Twice-daily DOACS dabigatran and apixaban were associated with a more favourable benefit-to-harm ration than the once-daily rivaroxaban, according to the retrospective new-user cohort study conducted by US Food and Drug Administration (FDA) staff.
The study compared outcomes for Medicare enrolled patients over the age of 65 with non-valvular AF who started either warfarin (183,318), dabigatran (150mg twice daily, n = 86,198), apixaban (5mg twice daily n = 73,039) or rivaroxaban (20mg once daily, n = 106,389).
Based on propensity score-adjusted hazard ratios, the study found that the DOACs were associated with a statistically significant 20-29% reduced risk of thromboembolic stroke and 35-62% reduced risk of intracranial haemorrhage compared to warfarin. Use of DOACs was also associated with a significant 19-34% reduction in all-cause mortality compared to warfarin.
When compared to warfarin, the risk of major gastrointestinal bleeding was increased with dabigatran [HR 1.16] and rivaroxaban [1.48] and decreased with apixaban (HR 0.52].

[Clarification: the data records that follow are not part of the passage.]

use std::sync::Arc;
use thiserror::Error;

#[derive(Error, Debug)]
pub enum DbError {
    #[error("IO error: {0}")]
    Io(#[from] std::io::Error),

    #[error("Storage error: {0}")]
    Storage(String),

    #[error("Invalid operation: {0}")]
    InvalidOperation(String),

    #[error("Configuration error: {0}")]
    Configuration(String),

    #[error("Datafile is opened in read-only mode")]
    ReadOnly,

    /// The background log writer hit an I/O failure. The original error is
    /// shared so every producer that touches the poisoned queue sees it.
    #[error("Log writer failed: {0}")]
    WriterFailed(Arc<DbError>),
}

pub type Result<T> = std::result::Result<T, DbError>;

#[cfg(test)]
mod tests {
    use super::*;

    #[test]
    fn test_writer_failed_wraps_source() {
        let io = DbError::Io(std::io::Error::other("disk gone"));
        let err = DbError::WriterFailed(Arc::new(io));
        assert!(err.to_string().contains("disk gone"));
    }
}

When compared with each other, the DOACS were similar in terms of thromboembolic stroke but rivaroxaban was associated with a significantly increased risk of intracranial haemorrhage vs dabigatran (HR 1.71) and major extracranial bleeding vs dabigatran (HR 1.32) and apixaban (HR 2.70). It was also associated with increased risk of death (vs dabigatran HR 1.12, vs apixaban HR 1.23).

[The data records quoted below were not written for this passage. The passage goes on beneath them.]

// # Memory Cache
//
// Share-counted page cache. Buffers live in exactly one of three pools:
//
// - free pool        - share counter 0, no identity
// - writable pool    - share counter BUFFER_WRITABLE, owned by one writer
// - readable index   - share counter >= 0, keyed by (origin, position)
//
// Buffers are allocated in segment batches and never returned to the
// allocator. Pressure is applied by recycling readable buffers whose share
// counter has dropped to zero before a new segment is allocated.

use crate::error::Result;
use crate::storage::page::{
    FileOrigin, PageBuffer, PositionOrigin, Segment, PAGE_SIZE, POSITION_NOT_SET,
};
use parking_lot::Mutex;
use std::collections::hash_map::Entry;
use std::collections::{HashMap, VecDeque};
use std::sync::Arc;

/// Page counts for successive cache segments. Once the list is exhausted
/// every further segment reuses the last entry.
pub const MEMORY_SEGMENT_SIZES: [usize; 5] = [1000, 1000, 2000, 4000, 8000];

/// Point-in-time cache counters.
#[derive(Debug, Clone, Copy, Default, PartialEq, Eq)]
pub struct CacheStats {
    pub segments_allocated: usize,
    pub free_pages: usize,
    pub readable_pages: usize,
    pub orphaned_pages: usize,
    pub pages_in_use: usize,
}

struct CacheInner {
    free: VecDeque<Arc<PageBuffer>>,
    readable: HashMap<PositionOrigin, Arc<PageBuffer>>,
    /// Readable buffers replaced while readers still held them. They rejoin
    /// the free pool once their share counter reaches zero.
    orphans: Vec<Arc<PageBuffer>>,
    segments: Vec<Arc<Segment>>,
}

pub struct MemoryCache {
    inner: Mutex<CacheInner>,
    segment_sizes: Vec<usize>,
}

impl Default for MemoryCache {
    fn default() -> Self {
        Self::new(&MEMORY_SEGMENT_SIZES)
    }
}

impl MemoryCache {
    pub fn new(segment_sizes: &[usize]) -> Self {
        assert!(!segment_sizes.is_empty(), "at least one segment size is required");
        assert!(segment_sizes.iter().all(|&s| s > 0), "segment sizes must be non-zero");

        Self {
            inner: Mutex::new(CacheInner {
                free: VecDeque::new(),
                readable: HashMap::new(),
                orphans: Vec::new(),
                segments: Vec::new(),
            }),
            segment_sizes: segment_sizes.to_vec(),
        }
    }

    /// Take a writable buffer with zeroed content, no position and no
    /// origin. The caller is its only owner.
    pub fn new_page(&self) -> Arc<PageBuffer> {
        let buffer = self.take_free_buffer(&mut self.inner.lock());
        buffer.fill(0);
        buffer
    }

    /// Borrow the readable buffer for `(origin, position)`, loading it
    /// through `loader` on a miss. Each successful call adds one reader
    /// reference; pair it with `PageBuffer::release`.
    pub fn get_readable_page<F>(
        &self,
        position: u64,
        origin: FileOrigin,
        loader: F,
    ) -> Result<Arc<PageBuffer>>
    where
        F: FnOnce(u64, &mut [u8]) -> Result<()>,
    {
        let key = PositionOrigin::new(position, origin);

        let buffer = {
            let mut inner = self.inner.lock();
            if let Some(existing) = inner.readable.get(&key) {
                existing.share_ref().fetch_add(1, std::sync::atomic::Ordering::SeqCst);
                existing.touch();
                return Ok(existing.clone());
            }
            self.take_free_buffer(&mut inner)
        };

        // Load outside the lock; the buffer is exclusively ours.
        if let Err(err) = loader(position, buffer.slice_mut()) {
            let mut inner = self.inner.lock();
            buffer.mark_free();
            inner.free.push_back(buffer);
            return Err(err);
        }

        buffer.set_position_origin(position, origin);

        let mut inner = self.inner.lock();
        match inner.readable.entry(key) {
            // Another reader loaded the same page while we were on disk.
            // Keep theirs, recycle ours.
            Entry::Occupied(entry) => {
                let existing = entry.get().clone();
                existing.share_ref().fetch_add(1, std::sync::atomic::Ordering::SeqCst);
                existing.touch();
                buffer.mark_free();
                inner.free.push_back(buffer);
                Ok(existing)
            }
            Entry::Vacant(entry) => {
                buffer.mark_readable(1);
                buffer.touch();
                entry.insert(buffer.clone());
                Ok(buffer)
            }
        }
    }

    /// Take a fresh writable buffer pre-loaded with the current content of
    /// `(origin, position)` for read-modify-write. The readable index is not
    /// touched; install the new version with `move_to_readable`.
    pub fn get_writable_page<F>(
        &self,
        position: u64,
        origin: FileOrigin,
        loader: F,
    ) -> Result<Arc<PageBuffer>>
    where
        F: FnOnce(u64, &mut [u8]) -> Result<()>,
    {
        let key = PositionOrigin::new(position, origin);

        let (buffer, cached) = {
            let mut inner = self.inner.lock();
            let buffer = self.take_free_buffer(&mut inner);

            // Copy from the cached readable version when one exists instead
            // of going back to disk.
            let cached = match inner.readable.get(&key) {
                Some(readable) => {
                    buffer.slice_mut().copy_from_slice(readable.slice());
                    true
                }
                None => false,
            };
            (buffer, cached)
        };

        if !cached {
            if let Err(err) = loader(position, buffer.slice_mut()) {
                let mut inner = self.inner.lock();
                buffer.mark_free();
                inner.free.push_back(buffer);
                return Err(err);
            }
        }

        buffer.set_position_origin(position, origin);
        Ok(buffer)
    }

    /// Install a writable buffer as the readable version of its key,
    /// replacing any previous version. Returns the buffer with one reader
    /// reference held by the caller.
    pub fn move_to_readable(&self, page: &Arc<PageBuffer>) -> Arc<PageBuffer> {
        assert!(page.is_writable(), "only writable buffers can be promoted");
        assert!(page.position() != POSITION_NOT_SET, "page position must be set");
        let key = page.key();

        let mut inner = self.inner.lock();
        page.mark_readable(1);
        page.touch();

        if let Some(old) = inner.readable.insert(key, page.clone()) {
            // Drop the index's reference on the replaced buffer. Readers may
            // still hold it; it parks on the orphan list until they finish.
            let counter = old
                .share_ref()
                .fetch_update(
                    std::sync::atomic::Ordering::SeqCst,
                    std::sync::atomic::Ordering::SeqCst,
                    |n| if n > 0 { Some(n - 1) } else { None },
                )
                .map(|prev| prev - 1)
                .unwrap_or(0);

            if counter == 0 {
                old.mark_free();
                inner.free.push_back(old);
            } else {
                inner.orphans.push(old);
            }
        }

        page.clone()
    }

    /// As `move_to_readable`, but refuses when the key already has a
    /// readable entry. On success the buffer is installed with no reader
    /// references, immediately recyclable; the caller forgets it either way.
    pub fn try_move_to_readable(&self, page: &Arc<PageBuffer>) -> bool {
        if !page.is_writable() || page.position() == POSITION_NOT_SET || page.origin().is_none() {
            return false;
        }
        let key = page.key();

        let mut inner = self.inner.lock();
        match inner.readable.entry(key) {
            Entry::Occupied(_) => false,
            Entry::Vacant(entry) => {
                page.mark_readable(0);
                page.touch();
                entry.insert(page.clone());
                true
            }
        }
    }

    /// Return a buffer to the free pool, removing any readable-index entry
    /// that points at it. No-op for buffers that are already free.
    pub fn discard_page(&self, page: &Arc<PageBuffer>) {
        let mut inner = self.inner.lock();

        if let Some(origin) = page.origin() {
            if page.position() != POSITION_NOT_SET {
                let key = PositionOrigin::new(page.position(), origin);
                if let Entry::Occupied(entry) = inner.readable.entry(key) {
                    if Arc::ptr_eq(entry.get(), page) {
                        entry.remove();
                    }
                }
            }
        }

        if let Some(idx) = inner.orphans.iter().position(|b| Arc::ptr_eq(b, page)) {
            inner.orphans.swap_remove(idx);
        }

        if inner.free.iter().any(|b| Arc::ptr_eq(b, page)) {
            // Idempotent: a second discard of the same buffer does nothing.
            return;
        }

        page.mark_free();
        inner.free.push_back(page.clone());
    }

    /// Sum of reader references across all cached buffers.
    pub fn pages_in_use(&self) -> usize {
        let inner = self.inner.lock();
        inner
            .readable
            .values()
            .chain(inner.orphans.iter())
            .map(|b| b.share_counter().max(0) as usize)
            .sum()
    }

    /// Drop every cached page back to the free pool. Panics if any page is
    /// still borrowed; used by rebuild after all transactions stopped.
    pub fn clear(&self) {
        let mut inner = self.inner.lock();
        let in_use: usize = inner
            .readable
            .values()
            .chain(inner.orphans.iter())
            .map(|b| b.share_counter().max(0) as usize)
            .sum();
        assert_eq!(in_use, 0, "all pages must be released before clearing the cache");

        let buffers: Vec<_> = inner.readable.drain().map(|(_, b)| b).collect();
        for buffer in buffers.into_iter().chain(inner.orphans.drain(..).collect::<Vec<_>>()) {
            buffer.mark_free();
            inner.free.push_back(buffer);
        }
    }

    pub fn stats(&self) -> CacheStats {
        let inner = self.inner.lock();
        CacheStats {
            segments_allocated: inner.segments.len(),
            free_pages: inner.free.len(),
            readable_pages: inner.readable.len(),
            orphaned_pages: inner.orphans.len(),
            pages_in_use: inner
                .readable
                .values()
                .chain(inner.orphans.iter())
                .map(|b| b.share_counter().max(0) as usize)
                .sum(),
        }
    }

    /// Claim a buffer for exclusive use. Source order: free pool, then a
    /// recyclable cached buffer, then a new segment.
    fn take_free_buffer(&self, inner: &mut CacheInner) -> Arc<PageBuffer> {
        if let Some(buffer) = inner.free.pop_front() {
            buffer.mark_writable();
            return buffer;
        }

        if let Some(idx) = inner.orphans.iter().position(|b| b.share_counter() == 0) {
            let buffer = inner.orphans.swap_remove(idx);
            buffer.mark_free();
            buffer.mark_writable();
            return buffer;
        }

        let recyclable = inner
            .readable
            .iter()
            .find(|(_, b)| b.share_counter() == 0)
            .map(|(key, _)| *key);
        if let Some(key) = recyclable {
            let buffer = inner.readable.remove(&key).expect("key located under the same lock");
            buffer.mark_free();
            buffer.mark_writable();
            return buffer;
        }

        self.extend_segment(inner);
        let buffer = inner.free.pop_front().expect("new segment populates the free pool");
        buffer.mark_writable();
        buffer
    }

    fn extend_segment(&self, inner: &mut CacheInner) {
        let next = inner.segments.len().min(self.segment_sizes.len() - 1);
        let pages = self.segment_sizes[next];

        tracing::debug!(
            segment = inner.segments.len(),
            pages,
            bytes = pages * PAGE_SIZE,
            "allocating new cache memory segment"
        );

        let segment = Segment::new(pages);
        for index in 0..pages {
            inner
                .free
                .push_back(PageBuffer::new(segment.clone(), index * PAGE_SIZE, index));
        }
        inner.segments.push(segment);
    }
}

impl std::fmt::Debug for MemoryCache {
    fn fmt(&self, f: &mut std::fmt::Formatter<'_>) -> std::fmt::Result {
        f.debug_struct("MemoryCache").field("stats", &self.stats()).finish()
    }
}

The study authors, led by David Graham of the FDA’s Centre for Drug Evaluation and Research (CDER) said the more favourable benefit-to-harm balance seen with dabigatran and apixaban over rivaroxaban may be related to the twice- versus once-daily dosages, since they each had a half lives of about 12 hours.
Writing in the American Journal of Medicine, they said the findings were important because there had been no head-to-head randomised controlled trials of DOACs and the observational studies comparing their effects had been small and rarely examined thromboembolic stroke.

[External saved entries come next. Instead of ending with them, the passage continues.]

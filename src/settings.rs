use serde::{Deserialize, Serialize};
use std::path::PathBuf;

/// Collation pragma stored in the datafile header at creation time.
///
/// Higher layers use it to order index keys; the storage core only persists
/// the single-byte code and hands it back on open.
#[derive(Debug, Clone, Copy, PartialEq, Eq, Default, Serialize, Deserialize)]
pub enum Collation {
    /// Byte-wise ordinal comparison.
    #[default]
    Binary,
    /// Ordinal comparison ignoring ASCII case.
    IgnoreCase,
}

impl Collation {
    pub fn to_code(self) -> u8 {
        match self {
            Collation::Binary => 0,
            Collation::IgnoreCase => 1,
        }
    }

    pub fn from_code(code: u8) -> Option<Self> {
        match code {
            0 => Some(Collation::Binary),
            1 => Some(Collation::IgnoreCase),
            _ => None,
        }
    }
}

/// Engine configuration recognised by the storage core.
#[derive(Debug, Clone, Serialize, Deserialize)]
pub struct EngineSettings {
    /// Path to the datafile. The log file lives alongside it.
    pub filename: PathBuf,

    /// Open both files read-only and reject every mutating operation.
    pub read_only: bool,

    /// Collation written to the header pragma on initial creation; ignored
    /// when the datafile already exists.
    pub collation: Collation,

    /// Read by the engine shell to decide whether to invoke rebuild when the
    /// invalid-state flag is found set on open. The core only stores it.
    pub auto_rebuild: bool,
}

impl EngineSettings {
    pub fn new(filename: impl Into<PathBuf>) -> Self {
        Self {
            filename: filename.into(),
            read_only: false,
            collation: Collation::default(),
            auto_rebuild: false,
        }
    }

    /// Log file path: `<stem>-log.<ext>` next to the datafile.
    pub fn log_path(&self) -> PathBuf {
        let stem = self
            .filename
            .file_stem()
            .map(|s| s.to_string_lossy().into_owned())
            .unwrap_or_default();

        let name = match self.filename.extension() {
            Some(ext) => format!("{}-log.{}", stem, ext.to_string_lossy()),
            None => format!("{}-log", stem),
        };

        self.filename.with_file_name(name)
    }
}
use crate::error::DbError;
use parking_lot::Mutex;
use std::sync::atomic::{AtomicUsize, Ordering};
use std::sync::Arc;

/// Shared engine state used to surface asynchronous failures.
///
/// The background log writer cannot return errors to the transaction that
/// produced a page, so it hands them here. Higher layers inspect
/// `last_error` to decide whether to mark the datafile invalid and refuse
/// further work.
#[derive(Debug, Default)]
pub struct EngineState {
    last_error: Mutex<Option<Arc<DbError>>>,
    handled: AtomicUsize,
}

impl EngineState {
    pub fn new() -> Self {
        Self::default()
    }

    /// Record an asynchronous failure. Only the first error is kept; later
    /// ones are logged and dropped.
    pub fn handle(&self, err: Arc<DbError>) {
        tracing::error!(error = %err, "async storage failure");
        self.handled.fetch_add(1, Ordering::SeqCst);

        let mut slot = self.last_error.lock();
        if slot.is_none() {
            *slot = Some(err);
        }
    }

    pub fn last_error(&self) -> Option<Arc<DbError>> {
        self.last_error.lock().clone()
    }

    /// Number of failures routed through `handle`.
    pub fn error_count(&self) -> usize {
        self.handled.load(Ordering::SeqCst)
    }
}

Professor Andrew Sindone, director of the heart failure unit and the department of cardiac rehabilitation at Concord Hospital in Sydney said the US findings provided confirmation from real world data of the efficacy and safety of DOACs.
“I think the bottom line is that we can say this data reinforces our impression from clinical trials that all DOACS are very safe and they increase survival and reduce stroke and intracranial bleeding compared to warfarin,” he said.
He said the “subtle” differences between DOACs should be interpreted in light of the drugs all being used at their highest doses in the US study, whereas they might be used in lower doses in some patients in Australia.
Professor Sindone declared an interest in acting as a consultant to the sponsors of all three DOACS available in Australia.